* Work to be completed
Would you write out the whole listing below exactly as given?

* Input data
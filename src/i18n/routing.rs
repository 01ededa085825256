//! Group → target-language routing table.

use crate::i18n::{normalize_code, LanguageCode};
use anyhow::{bail, Context, Result};
use std::collections::HashMap;

/// Default route: every message is offered in these languages (minus its own).
pub const DEFAULT_ROUTE: [LanguageCode; 4] = [
    LanguageCode::Ja,
    LanguageCode::Ko,
    LanguageCode::ZhTw,
    LanguageCode::En,
];

/// Maps a group id to the ordered list of languages its messages are
/// translated into. Groups without an entry use the default route.
#[derive(Debug, Clone, PartialEq, Eq)]
pub struct RoutingTable {
    default_route: Vec<LanguageCode>,
    group_routes: HashMap<String, Vec<LanguageCode>>,
}

impl Default for RoutingTable {
    fn default() -> Self {
        Self::new(DEFAULT_ROUTE.to_vec())
    }
}

impl RoutingTable {
    pub fn new(default_route: Vec<LanguageCode>) -> Self {
        Self {
            default_route,
            group_routes: HashMap::new(),
        }
    }

    pub fn with_group(mut self, group_id: impl Into<String>, route: Vec<LanguageCode>) -> Self {
        self.group_routes.insert(group_id.into(), route);
        self
    }

    /// Build a table from the `DEFAULT_TARGET_LANGUAGES` / `GROUP_LANGUAGE_ROUTES`
    /// formats: `"ja,ko,zh-TW,en"` and `"groupA=ja,en,fr,zh-TW;groupB=ko,en"`.
    pub fn parse(default_route: &str, group_routes: &str) -> Result<Self> {
        let mut table = Self::new(
            parse_language_list(default_route).context("Invalid default target languages")?,
        );

        for entry in group_routes.split(';').map(str::trim).filter(|e| !e.is_empty()) {
            let (group_id, languages) = entry
                .split_once('=')
                .with_context(|| format!("Invalid group route '{}'. Expected GROUP=lang,lang", entry))?;
            let group_id = group_id.trim();
            if group_id.is_empty() {
                bail!("Group route '{}' has an empty group id", entry);
            }
            let route = parse_language_list(languages)
                .with_context(|| format!("Invalid languages for group '{}'", group_id))?;
            table.group_routes.insert(group_id.to_string(), route);
        }

        Ok(table)
    }

    /// Every language configured for the group, source included.
    pub fn route(&self, group_id: &str) -> &[LanguageCode] {
        self.group_routes
            .get(group_id)
            .unwrap_or(&self.default_route)
    }

    /// Languages a message from `group_id` written in `source` is translated into.
    pub fn targets(&self, group_id: &str, source: LanguageCode) -> Vec<LanguageCode> {
        self.route(group_id)
            .iter()
            .copied()
            .filter(|lang| *lang != source)
            .collect()
    }
}

/// Parse a comma separated list of language tags, de-duplicated in order.
fn parse_language_list(raw: &str) -> Result<Vec<LanguageCode>> {
    let mut languages = Vec::new();

    for tag in raw.split(',').map(str::trim).filter(|t| !t.is_empty()) {
        let lang = normalize_code(tag);
        if !lang.is_known() {
            bail!("Unsupported language code: '{}'", tag);
        }
        if !languages.contains(&lang) {
            languages.push(lang);
        }
    }

    if languages.is_empty() {
        bail!("Language list is empty");
    }

    Ok(languages)
}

* Output below
filename src/i18n/routing.rs
repository 01ededa085825256
//! Group → target-language routing table.

use crate::i18n::{normalize_code, LanguageCode};
use anyhow::{bail, Context, Result};
use std::collections::HashMap;

/// Default route: every message is offered in these languages (minus its own).
pub const DEFAULT_ROUTE: [LanguageCode; 4] = [
    LanguageCode::Ja,
    LanguageCode::Ko,
    LanguageCode::ZhTw,
    LanguageCode::En,
];

/// Maps a group id to the ordered list of languages its messages are
/// translated into. Groups without an entry use the default route.
#[derive(Debug, Clone, PartialEq, Eq)]
pub struct RoutingTable {
    default_route: Vec<LanguageCode>,
    group_routes: HashMap<String, Vec<LanguageCode>>,
}

impl Default for RoutingTable {
    fn default() -> Self {
        Self::new(DEFAULT_ROUTE.to_vec())
    }
}

impl RoutingTable {
    pub fn new(default_route: Vec<LanguageCode>) -> Self {
        Self {
            default_route,
            group_routes: HashMap::new(),
        }
    }

    pub fn with_group(mut self, group_id: impl Into<String>, route: Vec<LanguageCode>) -> Self {
        self.group_routes.insert(group_id.into(), route);
        self
    }

    /// Build a table from the `DEFAULT_TARGET_LANGUAGES` / `GROUP_LANGUAGE_ROUTES`
    /// formats: `"ja,ko,zh-TW,en"` and `"groupA=ja,en,fr,zh-TW;groupB=ko,en"`.
    pub fn parse(default_route: &str, group_routes: &str) -> Result<Self> {
        let mut table = Self::new(
            parse_language_list(default_route).context("Invalid default target languages")?,
        );

        for entry in group_routes.split(';').map(str::trim).filter(|e| !e.is_empty()) {
            let (group_id, languages) = entry
                .split_once('=')
                .with_context(|| format!("Invalid group route '{}'. Expected GROUP=lang,lang", entry))?;
            let group_id = group_id.trim();
            if group_id.is_empty() {
                bail!("Group route '{}' has an empty group id", entry);
            }
            let route = parse_language_list(languages)
                .with_context(|| format!("Invalid languages for group '{}'", group_id))?;
            table.group_routes.insert(group_id.to_string(), route);
        }

        Ok(table)
    }

    /// Every language configured for the group, source included.
    pub fn route(&self, group_id: &str) -> &[LanguageCode] {
        self.group_routes
            .get(group_id)
            .unwrap_or(&self.default_route)
    }

    /// Languages a message from `group_id` written in `source` is translated into.
    pub fn targets(&self, group_id: &str, source: LanguageCode) -> Vec<LanguageCode> {
        self.route(group_id)
            .iter()
            .copied()
            .filter(|lang| *lang != source)
            .collect()
    }
}

/// Parse a comma separated list of language tags, de-duplicated in order.
fn parse_language_list(raw: &str) -> Result<Vec<LanguageCode>> {
    let mut languages = Vec::new();

    for tag in raw.split(',').map(str::trim).filter(|t| !t.is_empty()) {
        let lang = normalize_code(tag);
        if !lang.is_known() {
            bail!("Unsupported language code: '{}'", tag);
        }
        if !languages.contains(&lang) {
            languages.push(lang);
        }
    }

    if languages.is_empty() {
        bail!("Language list is empty");
    }

    Ok(languages)
}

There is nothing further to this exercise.